4. Why should anyone
else care?
5. What can I do
to make them care?
6. What do I want
readers to think or see?
Mayer said, "What
I have found is that most writers can answer the first three, but not
the last three. The last three focus on the reader, while the first
three focus on the writer."
The purpose of technique
and structure is to ensure that you create a story that serves the reader.
That is, your story should have them wanting to know what happens next,
while taking a character on an emotional and spiritual journey of change.
The writer must learn to see the story from the reader's perspective.
This doesn't happen
by accident. It takes craft, practice and discipline to craft the outpourings
of your imagination into a form that other people will want to read.
Ninety per cent of novels and screenplays are rejected because of poor
structure.
Mayer says that
in order to construct a successful novel or screenplay a writer must
be able to do two contradictory things.
The writer must
be able to see the possibilities of a story and at the same time be
able to see how it all fits together.

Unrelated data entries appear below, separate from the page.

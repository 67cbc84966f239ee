//! The segmented streaming buffer.
//!
//! An [`IoBuf`] is an ordered chain of [`Segment`]s with a write cursor (the
//! segment receiving appended bytes) and a read cursor (segment and offset
//! being consumed). It sits between caller data and the transport: the
//! transport pulls request bodies out of it and pushes response bodies and
//! headers into it through the adapters in [`crate::adapter`].
//!
//! # Cursors
//!
//! - Appends fill the current write segment, move on to the next
//!   pre-staged segment when it is full, and otherwise allocate a new
//!   segment of `max(len, growth_size)` bytes.
//! - Reads never move past the write boundary of the segment they point
//!   into, and never leave the segment still being written. Data appended
//!   after a read returned `0` is therefore picked up by the next read.
//!
//! # Example
//!
//! ```
//! use ruststack_iobuf::IoBuf;
//!
//! let mut buf = IoBuf::new();
//! buf.append(b"Hello\n").unwrap();
//! buf.append(b"World\n").unwrap();
//!
//! let mut line = [0_u8; 64];
//! let n = buf.read_line(&mut line);
//! assert_eq!(&line[..n], b"Hello\n");
//! ```

use std::any::Any;
use std::fmt;

use tracing::trace;

use crate::adapter::{HeaderAdapter, ReadAdapter, WriteAdapter};
use crate::error::{IoBufError, IoBufResult};
use crate::metadata::MetadataList;
use crate::response::ResponseInfo;
use crate::segment::{Segment, Storage};

/// Chunk size used by [`IoBuf::read_full_line`].
const LINE_CHUNK: usize = 1024;

/// A growable chain of byte segments with independent read and write cursors.
///
/// Besides the payload, a buffer carries the decoded response of the last
/// request ([`ResponseInfo`]), a [`MetadataList`], optional adapter overrides
/// and an opaque user value.
///
/// The buffer does no internal locking. It may be moved between threads, but
/// only one party may touch it at a time.
pub struct IoBuf<'a> {
    segments: Vec<Segment<'a>>,
    write_index: Option<usize>,
    read_index: usize,
    read_offset: usize,
    capacity: usize,
    written: usize,
    available: usize,
    growth_size: usize,
    response: ResponseInfo,
    metadata: MetadataList,
    chunked: bool,
    pub(crate) header_adapter: Option<HeaderAdapter<'a>>,
    pub(crate) read_adapter: Option<ReadAdapter<'a>>,
    pub(crate) write_adapter: Option<WriteAdapter<'a>>,
    user_data: Option<Box<dyn Any + Send>>,
}

impl Default for IoBuf<'_> {
    fn default() -> Self {
        Self::new()
    }
}
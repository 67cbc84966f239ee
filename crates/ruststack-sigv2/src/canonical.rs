//! Canonical string-to-sign construction for SigV2 REST requests.
//!
//! ```text
//! StringToSign = HTTP-Verb + "\n" +
//!                "\n" +                              (Content-MD5, never sent)
//!                Content-Type + "\n" +
//!                Date + "\n" +
//!                [ "x-amz-acl:" ACL "\n" ] +
//!                { "x-amz-meta-" key ":" value "\n" } +
//!                [ "x-amz-storage-class:REDUCED_REDUNDANCY\n" ] +
//!                "/" + Resource
//! ```
//!
//! Metadata lines are emitted in the iteration order of the caller's list,
//! which must match the order of the `x-amz-meta-*` headers actually sent.

use chrono::{DateTime, Utc};
use tracing::warn;

/// Prefix of user metadata headers.
pub const META_HEADER_PREFIX: &str = "x-amz-meta-";

/// Storage-class header line for reduced-redundancy storage.
pub const REDUCED_REDUNDANCY_LINE: &str = "x-amz-storage-class:REDUCED_REDUNDANCY\n";

/// Default size of the metadata scratch area, in bytes.
///
/// One byte of the area is reserved, so at most `limit - 1` bytes of
/// metadata lines are signed.
pub const DEFAULT_METADATA_LIMIT: usize = 2048;

/// Fixed bytes of one metadata line besides key and value:
/// the `x-amz-meta-` prefix, `:` and `\n`.
const META_LINE_OVERHEAD: usize = META_HEADER_PREFIX.len() + 2;

/// Format `time` as an RFC 1123 HTTP date, always in `+0000`.
#[must_use]
pub fn http_date(time: &DateTime<Utc>) -> String {
    time.format("%a, %d %b %Y %H:%M:%S +0000").to_string()
}

/// Format `time` as the ISO 8601 timestamp used by query-signed requests.
#[must_use]
pub fn iso_timestamp(time: &DateTime<Utc>) -> String {
    time.format("%Y-%m-%dT%H:%M:%SZ").to_string()
}

/// Build the canonical resource for `object`.
///
/// The bucket is prefixed unless it is empty or the host name already begins
/// with it (virtual-host style addressing). The result is used both in the
/// string-to-sign and in the request path.
#[must_use]
pub fn canonical_resource(bucket: Option<&str>, host: &str, object: &str) -> String {
    match bucket {
        Some(bucket) if !bucket.is_empty() && !host.starts_with(bucket) => {
            format!("{bucket}/{object}")
        }
        _ => object.to_owned(),
    }
}

/// Inputs of a SigV2 string-to-sign.
#[derive(Debug, Clone, Default)]
pub struct SigningInput<'a> {
    /// HTTP method (`GET`, `PUT`, ...).
    pub method: &'a str,
    /// `Content-Type` of the request, if one is sent.
    pub content_type: Option<&'a str>,
    /// HTTP date sent in the `Date` header.
    pub date: &'a str,
    /// Canned ACL sent in `x-amz-acl`.
    pub acl: Option<&'a str>,
    /// Whether `x-amz-storage-class: REDUCED_REDUNDANCY` is sent.
    pub reduced_redundancy: bool,
    /// User metadata pairs, in the order their headers are sent.
    pub metadata: Vec<(&'a str, &'a str)>,
    /// Canonical resource, without the leading `/`.
    pub resource: &'a str,
}

/// A built string-to-sign.
#[derive(Debug, Clone, PartialEq, Eq)]
pub struct StringToSign {
    /// The exact text to be signed.
    pub text: String,
    /// Number of metadata entries left out because they did not fit.
    pub dropped_metadata: usize,
}

/// Serialize metadata as `x-amz-meta-<key>:<value>\n` lines.
///
/// With `Some(limit)`, lines are added only while they fit in `limit - 1`
/// bytes; the first line that does not fit stops serialization and no
/// partial line is ever written. `None` serializes everything. Returns the
/// lines and the number of entries left out.
#[must_use]
pub fn metadata_lines(metadata: &[(&str, &str)], limit: Option<usize>) -> (String, usize) {
    let mut out = String::new();
    let mut remain = limit.map(|l| l.saturating_sub(1));

    for (index, (key, value)) in metadata.iter().enumerate() {
        let expect = key.len() + value.len() + META_LINE_OVERHEAD;
        if let Some(room) = remain.as_mut() {
            if expect > *room {
                return (out, metadata.len() - index);
            }
            *room -= expect;
        }
        out.push_str(META_HEADER_PREFIX);
        out.push_str(key);
        out.push(':');
        out.push_str(value);
        out.push('\n');
    }

    (out, 0)
}

/// Build the string-to-sign for `input`.
#[must_use]
pub fn build_string_to_sign(
    input: &SigningInput<'_>,
    metadata_limit: Option<usize>,
) -> StringToSign {
    let (meta, dropped_metadata) = metadata_lines(&input.metadata, metadata_limit);
    if dropped_metadata > 0 {
        warn!(
            dropped = dropped_metadata,
            limit = metadata_limit,
            "metadata exceeds signing scratch area, trailing entries not signed"
        );
    }

    let mut text = String::with_capacity(64 + meta.len() + input.resource.len());
    text.push_str(input.method);
    text.push_str("\n\n");
    text.push_str(input.content_type.unwrap_or(""));
    text.push('\n');
    text.push_str(input.date);
    text.push('\n');
    if let Some(acl) = input.acl {
        text.push_str("x-amz-acl:");
        text.push_str(acl);
        text.push('\n');
    }
    text.push_str(&meta);
    if input.reduced_redundancy {
        text.push_str(REDUCED_REDUNDANCY_LINE);
    }
    text.push('/');
    text.push_str(input.resource);

    StringToSign {
        text,
        dropped_metadata,
    }
}
//! S3 object and bucket operations for the RustStack client.
//!
//! [`S3Client`] issues GET, HEAD, PUT, POST and DELETE requests signed with
//! AWS Signature Version 2, moving payloads through a caller-owned
//! [`IoBuf`](ruststack_iobuf::IoBuf) or a local file. Settings such as the
//! bucket, MIME type, ACL and one-shot byte ranges live on the borrowed
//! [`RequestContext`](ruststack_client_core::RequestContext).
//!
//! # Modules
//!
//! - [`ambient`] - Process-wide default context
//! - [`bucket`] - Bucket create/delete/stat helpers
//! - [`client`] - Object operations and header assembly
//! - [`verify`] - MD5 checks of local files against uploads

pub mod ambient;
pub mod bucket;
pub mod client;
pub mod verify;

pub use ambient::{clone_default_context, with_default_context};
pub use client::S3Client;
pub use verify::{etag_matches_file, file_md5_hex, verify_file_md5};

Most people struggle to do both
with their own work.
The whole point
of a structure process is to enable you to expand the possibilities
of your story and at the same time make sure it works as an organic
whole that resonates with your reader.
Mayer says, "Very
few novels in the bookstores were written in a vacuum. Help should be
an ongoing thing. To get adequate help, you need someone who is not
only good in the area you are lacking, but someone who is willing to
put the time and effort in to do a realistic and good job. The problem
with a novel is that it is very large and a one hour discussion isn't
going to do you much good."
You need to be able
to see the big picture of your story and how it works, and at the same
time be able to detail the steps and scenes of your story in a detailed,
compelling and logical way. So that the action of the story and the
character journey both ring true for the reader. This requires a dance
between structure and the imagination.
Elisabeth George,
the New York Times, best-selling author, puts it this way. She said,
"An event alone cannot hold a story together. Or can series of
events. Only characters effecting events and events effecting characters
do that
characters learn something from the unfolding events and
the readers learn something too. A character is revealed slowly by the
writer, who peels away one layer at a time."
"You must have
events that occur as the conflict unfolds, and these events must be
organised with an emphasis on causality. If they aren't organised without
an emphasis on causality, what you end up with is either a picaresque
novel in which we explore episodes of someone's life without there being
relationship between these episodes, or characters engaged in a tedious
search for a plot. Characters in search of a plot is just bad writing."
Ideally, you want
to write stories where everything fits together in a compelling, entertaining
and original way. It should also expand the readers' consciousness of
how they view the world. The process is simple, but by no means easy.